Dataset entries
# # # # # # #
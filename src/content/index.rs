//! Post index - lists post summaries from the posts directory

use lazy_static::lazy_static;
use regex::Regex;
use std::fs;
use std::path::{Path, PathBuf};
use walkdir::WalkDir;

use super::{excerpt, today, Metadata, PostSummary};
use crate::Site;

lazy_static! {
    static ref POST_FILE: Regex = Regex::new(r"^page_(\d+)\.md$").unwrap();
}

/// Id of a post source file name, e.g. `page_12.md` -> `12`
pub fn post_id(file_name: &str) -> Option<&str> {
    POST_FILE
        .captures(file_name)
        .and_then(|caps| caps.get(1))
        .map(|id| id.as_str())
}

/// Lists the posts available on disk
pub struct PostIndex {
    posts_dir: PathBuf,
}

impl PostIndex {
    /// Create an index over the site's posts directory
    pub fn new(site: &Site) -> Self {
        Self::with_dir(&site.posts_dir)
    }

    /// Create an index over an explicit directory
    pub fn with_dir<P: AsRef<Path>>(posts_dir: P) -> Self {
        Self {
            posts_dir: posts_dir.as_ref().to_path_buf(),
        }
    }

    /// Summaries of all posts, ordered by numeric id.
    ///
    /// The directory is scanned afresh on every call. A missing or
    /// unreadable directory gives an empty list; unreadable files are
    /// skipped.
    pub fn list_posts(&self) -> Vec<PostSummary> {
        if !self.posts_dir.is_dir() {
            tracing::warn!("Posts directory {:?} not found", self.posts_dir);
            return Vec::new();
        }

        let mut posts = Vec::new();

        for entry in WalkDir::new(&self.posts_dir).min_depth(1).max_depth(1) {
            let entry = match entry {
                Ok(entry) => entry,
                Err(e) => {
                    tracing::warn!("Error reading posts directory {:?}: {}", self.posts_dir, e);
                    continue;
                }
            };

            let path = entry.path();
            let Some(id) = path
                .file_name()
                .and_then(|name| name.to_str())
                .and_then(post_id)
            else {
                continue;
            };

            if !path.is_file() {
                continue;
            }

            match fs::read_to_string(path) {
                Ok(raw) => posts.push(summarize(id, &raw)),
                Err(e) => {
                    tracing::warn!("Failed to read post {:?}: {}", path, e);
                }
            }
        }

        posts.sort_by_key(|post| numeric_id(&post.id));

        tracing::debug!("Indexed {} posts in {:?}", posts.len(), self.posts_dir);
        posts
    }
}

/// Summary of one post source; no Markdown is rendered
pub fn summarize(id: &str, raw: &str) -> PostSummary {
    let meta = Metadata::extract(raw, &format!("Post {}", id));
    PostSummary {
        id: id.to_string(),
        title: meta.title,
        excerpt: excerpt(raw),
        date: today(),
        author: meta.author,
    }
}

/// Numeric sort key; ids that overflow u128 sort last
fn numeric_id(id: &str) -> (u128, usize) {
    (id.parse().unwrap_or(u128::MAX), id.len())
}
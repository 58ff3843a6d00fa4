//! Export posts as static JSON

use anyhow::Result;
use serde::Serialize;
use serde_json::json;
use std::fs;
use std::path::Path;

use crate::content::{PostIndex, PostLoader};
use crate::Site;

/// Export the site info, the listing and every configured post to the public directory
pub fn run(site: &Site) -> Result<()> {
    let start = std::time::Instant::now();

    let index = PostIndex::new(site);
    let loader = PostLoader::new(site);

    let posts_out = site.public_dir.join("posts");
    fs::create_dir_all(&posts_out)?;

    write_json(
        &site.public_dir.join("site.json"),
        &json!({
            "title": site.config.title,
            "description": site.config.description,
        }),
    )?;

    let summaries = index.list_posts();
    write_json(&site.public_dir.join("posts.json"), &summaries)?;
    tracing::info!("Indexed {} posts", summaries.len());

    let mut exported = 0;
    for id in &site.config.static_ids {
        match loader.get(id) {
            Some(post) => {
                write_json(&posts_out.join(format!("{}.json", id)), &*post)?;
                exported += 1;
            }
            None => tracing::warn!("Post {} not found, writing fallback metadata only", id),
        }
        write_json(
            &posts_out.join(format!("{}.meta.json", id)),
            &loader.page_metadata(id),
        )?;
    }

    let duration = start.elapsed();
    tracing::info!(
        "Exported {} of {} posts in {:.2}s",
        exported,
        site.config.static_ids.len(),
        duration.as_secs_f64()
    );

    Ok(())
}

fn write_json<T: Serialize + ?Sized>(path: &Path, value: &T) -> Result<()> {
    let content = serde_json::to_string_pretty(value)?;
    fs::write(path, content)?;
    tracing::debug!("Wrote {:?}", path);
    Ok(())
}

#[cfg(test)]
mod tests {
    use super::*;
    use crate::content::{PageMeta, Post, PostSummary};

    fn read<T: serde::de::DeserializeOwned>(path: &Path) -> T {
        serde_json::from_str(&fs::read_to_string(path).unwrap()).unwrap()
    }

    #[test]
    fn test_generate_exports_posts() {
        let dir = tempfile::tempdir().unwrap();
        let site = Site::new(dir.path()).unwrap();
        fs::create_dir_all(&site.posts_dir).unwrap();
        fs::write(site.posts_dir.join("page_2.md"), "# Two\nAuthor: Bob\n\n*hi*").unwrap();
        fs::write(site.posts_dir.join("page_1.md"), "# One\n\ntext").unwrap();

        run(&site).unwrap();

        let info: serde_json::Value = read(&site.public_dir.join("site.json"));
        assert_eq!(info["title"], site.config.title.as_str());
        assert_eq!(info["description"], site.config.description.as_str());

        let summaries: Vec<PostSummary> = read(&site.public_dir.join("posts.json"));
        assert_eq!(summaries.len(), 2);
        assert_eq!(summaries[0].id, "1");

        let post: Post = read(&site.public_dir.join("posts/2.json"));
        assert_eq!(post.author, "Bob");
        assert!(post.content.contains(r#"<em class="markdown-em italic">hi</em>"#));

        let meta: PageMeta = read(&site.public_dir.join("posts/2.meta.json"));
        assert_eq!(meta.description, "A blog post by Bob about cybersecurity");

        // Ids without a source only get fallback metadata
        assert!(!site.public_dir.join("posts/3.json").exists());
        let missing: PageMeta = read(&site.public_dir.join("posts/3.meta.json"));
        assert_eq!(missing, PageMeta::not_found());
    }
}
# # # # # # #
> _YOUR INSTRUCTIONS_:
Reproduce the records in full, exactly as written.

> _ANSWER TO THE EXERCISE_:
filename src/content/index.rs
//! Post index - lists post summaries from the posts directory

use lazy_static::lazy_static;
use regex::Regex;
use std::fs;
use std::path::{Path, PathBuf};
use walkdir::WalkDir;

use super::{excerpt, today, Metadata, PostSummary};
use crate::Site;

lazy_static! {
    static ref POST_FILE: Regex = Regex::new(r"^page_(\d+)\.md$").unwrap();
}

/// Id of a post source file name, e.g. `page_12.md` -> `12`
pub fn post_id(file_name: &str) -> Option<&str> {
    POST_FILE
        .captures(file_name)
        .and_then(|caps| caps.get(1))
        .map(|id| id.as_str())
}

/// Lists the posts available on disk
pub struct PostIndex {
    posts_dir: PathBuf,
}

impl PostIndex {
    /// Create an index over the site's posts directory
    pub fn new(site: &Site) -> Self {
        Self::with_dir(&site.posts_dir)
    }

    /// Create an index over an explicit directory
    pub fn with_dir<P: AsRef<Path>>(posts_dir: P) -> Self {
        Self {
            posts_dir: posts_dir.as_ref().to_path_buf(),
        }
    }

    /// Summaries of all posts, ordered by numeric id.
    ///
    /// The directory is scanned afresh on every call. A missing or
    /// unreadable directory gives an empty list; unreadable files are
    /// skipped.
    pub fn list_posts(&self) -> Vec<PostSummary> {
        if !self.posts_dir.is_dir() {
            tracing::warn!("Posts directory {:?} not found", self.posts_dir);
            return Vec::new();
        }

        let mut posts = Vec::new();

        for entry in WalkDir::new(&self.posts_dir).min_depth(1).max_depth(1) {
            let entry = match entry {
                Ok(entry) => entry,
                Err(e) => {
                    tracing::warn!("Error reading posts directory {:?}: {}", self.posts_dir, e);
                    continue;
                }
            };

            let path = entry.path();
            let Some(id) = path
                .file_name()
                .and_then(|name| name.to_str())
                .and_then(post_id)
            else {
                continue;
            };

            if !path.is_file() {
                continue;
            }

            match fs::read_to_string(path) {
                Ok(raw) => posts.push(summarize(id, &raw)),
                Err(e) => {
                    tracing::warn!("Failed to read post {:?}: {}", path, e);
                }
            }
        }

        posts.sort_by_key(|post| numeric_id(&post.id));

        tracing::debug!("Indexed {} posts in {:?}", posts.len(), self.posts_dir);
        posts
    }
}

/// Summary of one post source; no Markdown is rendered
pub fn summarize(id: &str, raw: &str) -> PostSummary {
    let meta = Metadata::extract(raw, &format!("Post {}", id));
    PostSummary {
        id: id.to_string(),
        title: meta.title,
        excerpt: excerpt(raw),
        date: today(),
        author: meta.author,
    }
}

/// Numeric sort key; ids that overflow u128 sort last
fn numeric_id(id: &str) -> (u128, usize) {
    (id.parse().unwrap_or(u128::MAX), id.len())
}
repository 58ff3843a6d00fa4
//! Export posts as static JSON

use anyhow::Result;
use serde::Serialize;
use serde_json::json;
use std::fs;
use std::path::Path;

use crate::content::{PostIndex, PostLoader};
use crate::Site;

/// Export the site info, the listing and every configured post to the public directory
pub fn run(site: &Site) -> Result<()> {
    let start = std::time::Instant::now();

    let index = PostIndex::new(site);
    let loader = PostLoader::new(site);

    let posts_out = site.public_dir.join("posts");
    fs::create_dir_all(&posts_out)?;

    write_json(
        &site.public_dir.join("site.json"),
        &json!({
            "title": site.config.title,
            "description": site.config.description,
        }),
    )?;

    let summaries = index.list_posts();
    write_json(&site.public_dir.join("posts.json"), &summaries)?;
    tracing::info!("Indexed {} posts", summaries.len());

    let mut exported = 0;
    for id in &site.config.static_ids {
        match loader.get(id) {
            Some(post) => {
                write_json(&posts_out.join(format!("{}.json", id)), &*post)?;
                exported += 1;
            }
            None => tracing::warn!("Post {} not found, writing fallback metadata only", id),
        }
        write_json(
            &posts_out.join(format!("{}.meta.json", id)),
            &loader.page_metadata(id),
        )?;
    }

    let duration = start.elapsed();
    tracing::info!(
        "Exported {} of {} posts in {:.2}s",
        exported,
        site.config.static_ids.len(),
        duration.as_secs_f64()
    );

    Ok(())
}

fn write_json<T: Serialize + ?Sized>(path: &Path, value: &T) -> Result<()> {
    let content = serde_json::to_string_pretty(value)?;
    fs::write(path, content)?;
    tracing::debug!("Wrote {:?}", path);
    Ok(())
}

#[cfg(test)]
mod tests {
    use super::*;
    use crate::content::{PageMeta, Post, PostSummary};

    fn read<T: serde::de::DeserializeOwned>(path: &Path) -> T {
        serde_json::from_str(&fs::read_to_string(path).unwrap()).unwrap()
    }

    #[test]
    fn test_generate_exports_posts() {
        let dir = tempfile::tempdir().unwrap();
        let site = Site::new(dir.path()).unwrap();
        fs::create_dir_all(&site.posts_dir).unwrap();
        fs::write(site.posts_dir.join("page_2.md"), "# Two\nAuthor: Bob\n\n*hi*").unwrap();
        fs::write(site.posts_dir.join("page_1.md"), "# One\n\ntext").unwrap();

        run(&site).unwrap();

        let info: serde_json::Value = read(&site.public_dir.join("site.json"));
        assert_eq!(info["title"], site.config.title.as_str());
        assert_eq!(info["description"], site.config.description.as_str());

        let summaries: Vec<PostSummary> = read(&site.public_dir.join("posts.json"));
        assert_eq!(summaries.len(), 2);
        assert_eq!(summaries[0].id, "1");

        let post: Post = read(&site.public_dir.join("posts/2.json"));
        assert_eq!(post.author, "Bob");
        assert!(post.content.contains(r#"<em class="markdown-em italic">hi</em>"#));

        let meta: PageMeta = read(&site.public_dir.join("posts/2.meta.json"));
        assert_eq!(meta.description, "A blog post by Bob about cybersecurity");

        // Ids without a source only get fallback metadata
        assert!(!site.public_dir.join("posts/3.json").exists());
        let missing: PageMeta = read(&site.public_dir.join("posts/3.meta.json"));
        assert_eq!(missing, PageMeta::not_found());
    }
}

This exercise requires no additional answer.